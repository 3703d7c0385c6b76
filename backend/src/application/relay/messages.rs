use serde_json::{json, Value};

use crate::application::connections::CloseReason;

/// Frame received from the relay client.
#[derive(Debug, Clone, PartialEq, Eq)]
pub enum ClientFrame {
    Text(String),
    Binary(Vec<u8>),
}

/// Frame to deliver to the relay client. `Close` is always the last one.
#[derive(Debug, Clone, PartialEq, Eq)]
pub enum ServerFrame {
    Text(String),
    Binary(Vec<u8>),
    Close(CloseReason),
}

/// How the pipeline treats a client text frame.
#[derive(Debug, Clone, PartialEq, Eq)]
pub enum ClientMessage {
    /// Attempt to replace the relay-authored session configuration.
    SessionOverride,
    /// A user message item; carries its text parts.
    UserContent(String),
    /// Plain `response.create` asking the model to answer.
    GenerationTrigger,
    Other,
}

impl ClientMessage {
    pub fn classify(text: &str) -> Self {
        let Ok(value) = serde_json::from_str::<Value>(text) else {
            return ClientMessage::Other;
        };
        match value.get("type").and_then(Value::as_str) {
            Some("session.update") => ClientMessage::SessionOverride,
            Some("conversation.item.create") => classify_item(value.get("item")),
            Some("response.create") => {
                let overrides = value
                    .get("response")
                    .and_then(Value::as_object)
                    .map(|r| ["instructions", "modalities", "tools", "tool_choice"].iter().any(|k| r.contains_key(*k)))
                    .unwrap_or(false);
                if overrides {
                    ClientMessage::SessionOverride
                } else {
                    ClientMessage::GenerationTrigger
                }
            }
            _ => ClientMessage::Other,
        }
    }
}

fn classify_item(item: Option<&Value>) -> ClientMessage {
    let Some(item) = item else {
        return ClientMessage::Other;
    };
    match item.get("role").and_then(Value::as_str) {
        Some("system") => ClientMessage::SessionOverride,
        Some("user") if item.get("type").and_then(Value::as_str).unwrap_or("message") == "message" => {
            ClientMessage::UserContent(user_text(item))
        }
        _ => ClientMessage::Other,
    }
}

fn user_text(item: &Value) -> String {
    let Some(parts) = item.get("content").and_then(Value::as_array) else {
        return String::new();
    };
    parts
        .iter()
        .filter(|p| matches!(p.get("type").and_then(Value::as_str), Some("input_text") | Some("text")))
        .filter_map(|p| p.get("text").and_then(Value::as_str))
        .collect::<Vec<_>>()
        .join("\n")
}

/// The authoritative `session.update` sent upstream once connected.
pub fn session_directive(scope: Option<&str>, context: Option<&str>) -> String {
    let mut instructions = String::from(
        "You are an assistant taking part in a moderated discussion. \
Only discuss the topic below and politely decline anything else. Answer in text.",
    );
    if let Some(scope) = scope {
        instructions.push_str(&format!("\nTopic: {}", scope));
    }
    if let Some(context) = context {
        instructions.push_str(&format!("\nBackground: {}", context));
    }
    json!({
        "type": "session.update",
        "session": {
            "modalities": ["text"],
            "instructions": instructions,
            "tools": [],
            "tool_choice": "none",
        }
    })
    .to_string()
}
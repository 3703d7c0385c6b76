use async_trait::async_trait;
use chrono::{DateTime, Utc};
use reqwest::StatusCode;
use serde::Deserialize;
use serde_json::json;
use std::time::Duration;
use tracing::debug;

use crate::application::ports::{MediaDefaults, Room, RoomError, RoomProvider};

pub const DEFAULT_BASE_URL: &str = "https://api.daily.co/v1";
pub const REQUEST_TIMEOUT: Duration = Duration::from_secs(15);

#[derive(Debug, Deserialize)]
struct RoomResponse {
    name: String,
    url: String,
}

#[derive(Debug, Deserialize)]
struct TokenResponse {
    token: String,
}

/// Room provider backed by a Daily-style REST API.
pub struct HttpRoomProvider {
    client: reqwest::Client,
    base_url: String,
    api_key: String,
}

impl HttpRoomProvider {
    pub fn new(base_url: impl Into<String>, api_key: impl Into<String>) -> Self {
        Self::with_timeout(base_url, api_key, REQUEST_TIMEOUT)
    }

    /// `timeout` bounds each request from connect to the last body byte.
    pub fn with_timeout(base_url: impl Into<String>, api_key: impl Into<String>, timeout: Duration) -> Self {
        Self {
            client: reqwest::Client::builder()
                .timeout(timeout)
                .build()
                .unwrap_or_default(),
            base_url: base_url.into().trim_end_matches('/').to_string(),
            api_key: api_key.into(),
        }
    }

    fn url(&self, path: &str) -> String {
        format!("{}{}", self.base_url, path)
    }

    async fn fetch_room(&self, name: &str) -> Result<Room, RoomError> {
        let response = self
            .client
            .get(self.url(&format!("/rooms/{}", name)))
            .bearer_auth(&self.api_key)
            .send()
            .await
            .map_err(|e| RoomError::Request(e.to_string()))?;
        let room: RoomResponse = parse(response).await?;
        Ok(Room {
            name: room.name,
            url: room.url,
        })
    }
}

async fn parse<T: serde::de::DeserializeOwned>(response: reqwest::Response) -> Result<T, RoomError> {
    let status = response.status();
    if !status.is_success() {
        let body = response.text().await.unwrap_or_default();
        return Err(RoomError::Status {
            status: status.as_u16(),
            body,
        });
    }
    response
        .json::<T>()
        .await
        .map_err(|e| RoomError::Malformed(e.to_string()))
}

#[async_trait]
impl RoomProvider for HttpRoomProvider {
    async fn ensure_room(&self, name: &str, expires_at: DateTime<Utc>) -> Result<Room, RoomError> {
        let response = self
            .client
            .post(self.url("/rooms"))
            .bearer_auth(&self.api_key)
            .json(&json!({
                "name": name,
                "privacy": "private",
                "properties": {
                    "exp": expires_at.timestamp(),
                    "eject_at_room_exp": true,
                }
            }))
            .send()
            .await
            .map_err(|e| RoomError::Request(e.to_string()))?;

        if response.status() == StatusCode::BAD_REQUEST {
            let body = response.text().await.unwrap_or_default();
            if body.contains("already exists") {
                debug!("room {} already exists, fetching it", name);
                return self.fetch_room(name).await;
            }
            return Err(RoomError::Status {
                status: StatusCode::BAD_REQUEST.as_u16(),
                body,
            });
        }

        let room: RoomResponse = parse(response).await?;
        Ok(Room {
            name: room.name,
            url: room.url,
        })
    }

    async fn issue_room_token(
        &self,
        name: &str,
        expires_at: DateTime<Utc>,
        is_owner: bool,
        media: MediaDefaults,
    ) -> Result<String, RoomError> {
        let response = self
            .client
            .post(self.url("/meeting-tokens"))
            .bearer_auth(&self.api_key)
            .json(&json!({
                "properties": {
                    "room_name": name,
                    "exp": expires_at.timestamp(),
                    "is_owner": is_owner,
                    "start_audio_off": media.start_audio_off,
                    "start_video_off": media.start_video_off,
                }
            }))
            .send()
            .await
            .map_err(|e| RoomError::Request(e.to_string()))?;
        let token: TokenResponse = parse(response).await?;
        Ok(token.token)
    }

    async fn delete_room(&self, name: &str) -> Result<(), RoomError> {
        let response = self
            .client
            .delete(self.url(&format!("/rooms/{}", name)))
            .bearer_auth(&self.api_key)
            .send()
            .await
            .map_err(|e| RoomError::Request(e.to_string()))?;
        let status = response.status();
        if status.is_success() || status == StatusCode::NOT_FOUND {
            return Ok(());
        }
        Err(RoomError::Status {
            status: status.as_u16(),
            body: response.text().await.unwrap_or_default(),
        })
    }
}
════════════════
WORK ITEM =
What belongs in the answer is each line of the listing that contains the word "parse".

RESPONSE AREA =
        let room: RoomResponse = parse(response).await?;
async fn parse<T: serde::de::DeserializeOwned>(response: reqwest::Response) -> Result<T, RoomError> {
        let room: RoomResponse = parse(response).await?;
        let token: TokenResponse = parse(response).await?;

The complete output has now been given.